Finally, why was I offended.  I was offended because we atheists are tired of hearing that things like morality, personal strength, and wisdom come from divine or spiritual sources.  It implies that those who don’t believe in such things cannot be moral, strong, or wise.  By associating spirituality with good attributes, you imply that people like me are not capable of it.  If I were to say that all the people I know who are strong, wise, and good were atheists and that atheism is the key to being like those people, would you not take offense at the implication inherent to this?

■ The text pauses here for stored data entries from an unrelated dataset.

//! OFDM Modulation and Demodulation
//!
//! Converts between one tick of resource elements and one tick of baseband
//! samples (14 symbols, normal cyclic prefix) using `rustfft`. The first symbol
//! of every half subframe carries the long cyclic prefix so that a tick always
//! spans `15 * fft_size` samples.

use super::grid::ResourceGrid;
use crate::LayerError;
use common::Rat;
use num_complex::Complex32;
use rustfft::{Fft, FftPlanner};
use std::sync::Arc;

/// Cyclic prefix length of every symbol in one tick
pub fn cp_lengths(fft_size: usize, numerology: u8, slot_in_subframe: u32) -> [usize; Rat::SYMBOLS_PER_TICK] {
    let base = 144 * fft_size / 2048;
    let long = base + (16 * fft_size << numerology) / 2048;
    let half_subframe = 7usize << numerology;

    let mut lengths = [base; Rat::SYMBOLS_PER_TICK];
    for (l, len) in lengths.iter_mut().enumerate() {
        if (slot_in_subframe as usize * Rat::SYMBOLS_PER_TICK + l) % half_subframe == 0 {
            *len = long;
        }
    }
    lengths
}

/// Sample offset of the start (cyclic prefix included) of symbol `l`
pub fn symbol_offset(fft_size: usize, numerology: u8, slot_in_subframe: u32, l: usize) -> usize {
    cp_lengths(fft_size, numerology, slot_in_subframe)
        .iter()
        .take(l)
        .map(|cp| cp + fft_size)
        .sum()
}

/// FFT bin of subcarrier `k` in a band of `nof_sc` subcarriers centred on DC (DC unused)
fn subcarrier_bin(k: usize, nof_sc: usize, fft_size: usize) -> usize {
    let half = nof_sc / 2;
    if k < half {
        fft_size - half + k
    } else {
        k - half + 1
    }
}

/// OFDM modulator for one carrier
pub struct OfdmModulator {
    fft_size: usize,
    numerology: u8,
    ifft: Arc<dyn Fft<f32>>,
    buffer: Vec<Complex32>,
    scratch: Vec<Complex32>,
}

impl OfdmModulator {
    /// Create a modulator for the given FFT size
    pub fn new(fft_size: usize, numerology: u8) -> Result<Self, LayerError> {
        if fft_size == 0 {
            return Err(LayerError::InvalidConfiguration("FFT size must be positive".to_string()));
        }

        let mut planner = FftPlanner::new();
        let ifft = planner.plan_fft_inverse(fft_size);
        let scratch = vec![Complex32::new(0.0, 0.0); ifft.get_inplace_scratch_len()];

        Ok(Self {
            fft_size,
            numerology,
            ifft,
            buffer: vec![Complex32::new(0.0, 0.0); fft_size],
            scratch,
        })
    }

    /// Samples produced per tick
    pub fn tick_length(&self) -> usize {
        15 * self.fft_size
    }

    /// Modulate a whole tick into `out`
    pub fn modulate(&mut self, grid: &ResourceGrid, slot_in_subframe: u32, out: &mut [Complex32]) -> Result<(), LayerError> {
        if out.len() != self.tick_length() {
            return Err(LayerError::ProcessingError(format!(
                "modulator output holds {} samples, tick needs {}",
                out.len(),
                self.tick_length()
            )));
        }

        let nof_sc = grid.nof_subcarriers();
        let scale = 1.0 / (self.fft_size as f32).sqrt();
        let cps = cp_lengths(self.fft_size, self.numerology, slot_in_subframe);
        let mut offset = 0;

        for (l, &cp) in cps.iter().enumerate() {
            self.buffer.fill(Complex32::new(0.0, 0.0));
            for (k, value) in grid.symbol(l).iter().enumerate() {
                self.buffer[subcarrier_bin(k, nof_sc, self.fft_size)] = *value;
            }
            self.ifft.process_with_scratch(&mut self.buffer, &mut self.scratch);

            let symbol = &mut out[offset..offset + cp + self.fft_size];
            for (dst, src) in symbol[cp..].iter_mut().zip(self.buffer.iter()) {
                *dst = *src * scale;
            }
            symbol.copy_within(self.fft_size..self.fft_size + cp, 0);
            offset += cp + self.fft_size;
        }

        Ok(())
    }
}

/// OFDM demodulator for one carrier
pub struct OfdmDemodulator {
    fft_size: usize,
    numerology: u8,
    fft: Arc<dyn Fft<f32>>,
    buffer: Vec<Complex32>,
    scratch: Vec<Complex32>,
}

impl OfdmDemodulator {
    /// Create a demodulator for the given FFT size
    pub fn new(fft_size: usize, numerology: u8) -> Result<Self, LayerError> {
        if fft_size == 0 {
            return Err(LayerError::InvalidConfiguration("FFT size must be positive".to_string()));
        }

        let mut planner = FftPlanner::new();
        let fft = planner.plan_fft_forward(fft_size);
        let scratch = vec![Complex32::new(0.0, 0.0); fft.get_inplace_scratch_len()];

        Ok(Self {
            fft_size,
            numerology,
            fft,
            buffer: vec![Complex32::new(0.0, 0.0); fft_size],
            scratch,
        })
    }

    /// Demodulate a whole tick of samples into `grid`
    pub fn demodulate(&mut self, samples: &[Complex32], slot_in_subframe: u32, grid: &mut ResourceGrid) -> Result<(), LayerError> {
        if samples.len() != 15 * self.fft_size {
            return Err(LayerError::ProcessingError(format!(
                "demodulator input holds {} samples, tick needs {}",
                samples.len(),
                15 * self.fft_size
            )));
        }

        let nof_sc = grid.nof_subcarriers();
        let scale = 1.0 / (self.fft_size as f32).sqrt();
        let cps = cp_lengths(self.fft_size, self.numerology, slot_in_subframe);
        let mut offset = 0;

        for (l, &cp) in cps.iter().enumerate() {
            let start = offset + cp;
            self.buffer.copy_from_slice(&samples[start..start + self.fft_size]);
            self.fft.process_with_scratch(&mut self.buffer, &mut self.scratch);

            let mut symbol = grid.symbol_mut(l);
            for k in 0..nof_sc {
                symbol[k] = self.buffer[subcarrier_bin(k, nof_sc, self.fft_size)] * scale;
            }
            offset += cp + self.fft_size;
        }

        Ok(())
    }
}

#[cfg(test)]
mod tests {
    use super::*;

    #[test]
    fn test_cp_lengths_fill_tick() {
        for &fft in &[128usize, 256, 512, 1024, 1536, 2048, 4096] {
            for mu in 0..=1u8 {
                for slot in 0..(1u32 << mu) {
                    let total: usize = cp_lengths(fft, mu, slot).iter().map(|cp| cp + fft).sum();
                    assert_eq!(total, 15 * fft, "fft {} mu {} slot {}", fft, mu, slot);
                }
            }
        }
    }

    #[test]
    fn test_lte_cp_positions() {
        let cps = cp_lengths(2048, 0, 0);
        assert_eq!(cps[0], 160);
        assert_eq!(cps[1], 144);
        assert_eq!(cps[7], 160);
        assert_eq!(symbol_offset(2048, 0, 0, 1), 2208);
    }

    #[test]
    fn test_modulate_demodulate() {
        let mut grid = ResourceGrid::new(6);
        for k in 0..grid.nof_subcarriers() {
            for l in 0..14 {
                let v = if (k + l) % 2 == 0 { 1.0 } else { -1.0 };
                grid.set((k, l), Complex32::new(v, 0.5 * v));
            }
        }

        let mut modulator = OfdmModulator::new(128, 0).unwrap();
        let mut demodulator = OfdmDemodulator::new(128, 0).unwrap();
        let mut samples = vec![Complex32::new(0.0, 0.0); modulator.tick_length()];
        modulator.modulate(&grid, 0, &mut samples).unwrap();

        let mut received = ResourceGrid::new(6);
        demodulator.demodulate(&samples, 0, &mut received).unwrap();
        for k in 0..grid.nof_subcarriers() {
            for l in 0..14 {
                assert!((grid.get((k, l)) - received.get((k, l))).norm() < 1e-4);
            }
        }
    }

    #[test]
    fn test_wrong_buffer_length() {
        let grid = ResourceGrid::new(6);
        let mut modulator = OfdmModulator::new(128, 0).unwrap();
        let mut short = vec![Complex32::new(0.0, 0.0); 100];
        assert!(modulator.modulate(&grid, 0, &mut short).is_err());
    }
}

This is simple discrimination of people who don’t believe in the kinds of things you believe.  It is based on faulty assumptions and poor logical thinking, and it leads to real discrimination, demonization, and distrust of atheists.  Recent studies have shown atheists to be the least trusted group in America (even below Muslims).  I’m offended because you essentially claimed that an atheist cannot be a good person.  I doubt this was your intent, but it is the result nonetheless.  I’m just trying to give you a touch of consciousness-raising about discrimination against atheists and its unseen sources in common wisdom, as evidenced by your comment.  You are doing actual harm to real people, probably unintentionally, by promoting a meme that is simply false.

Please understand that I’m trying to communicate in good…faith.  I’m not attacking you, I’m trying to get you to understand where I’m coming from.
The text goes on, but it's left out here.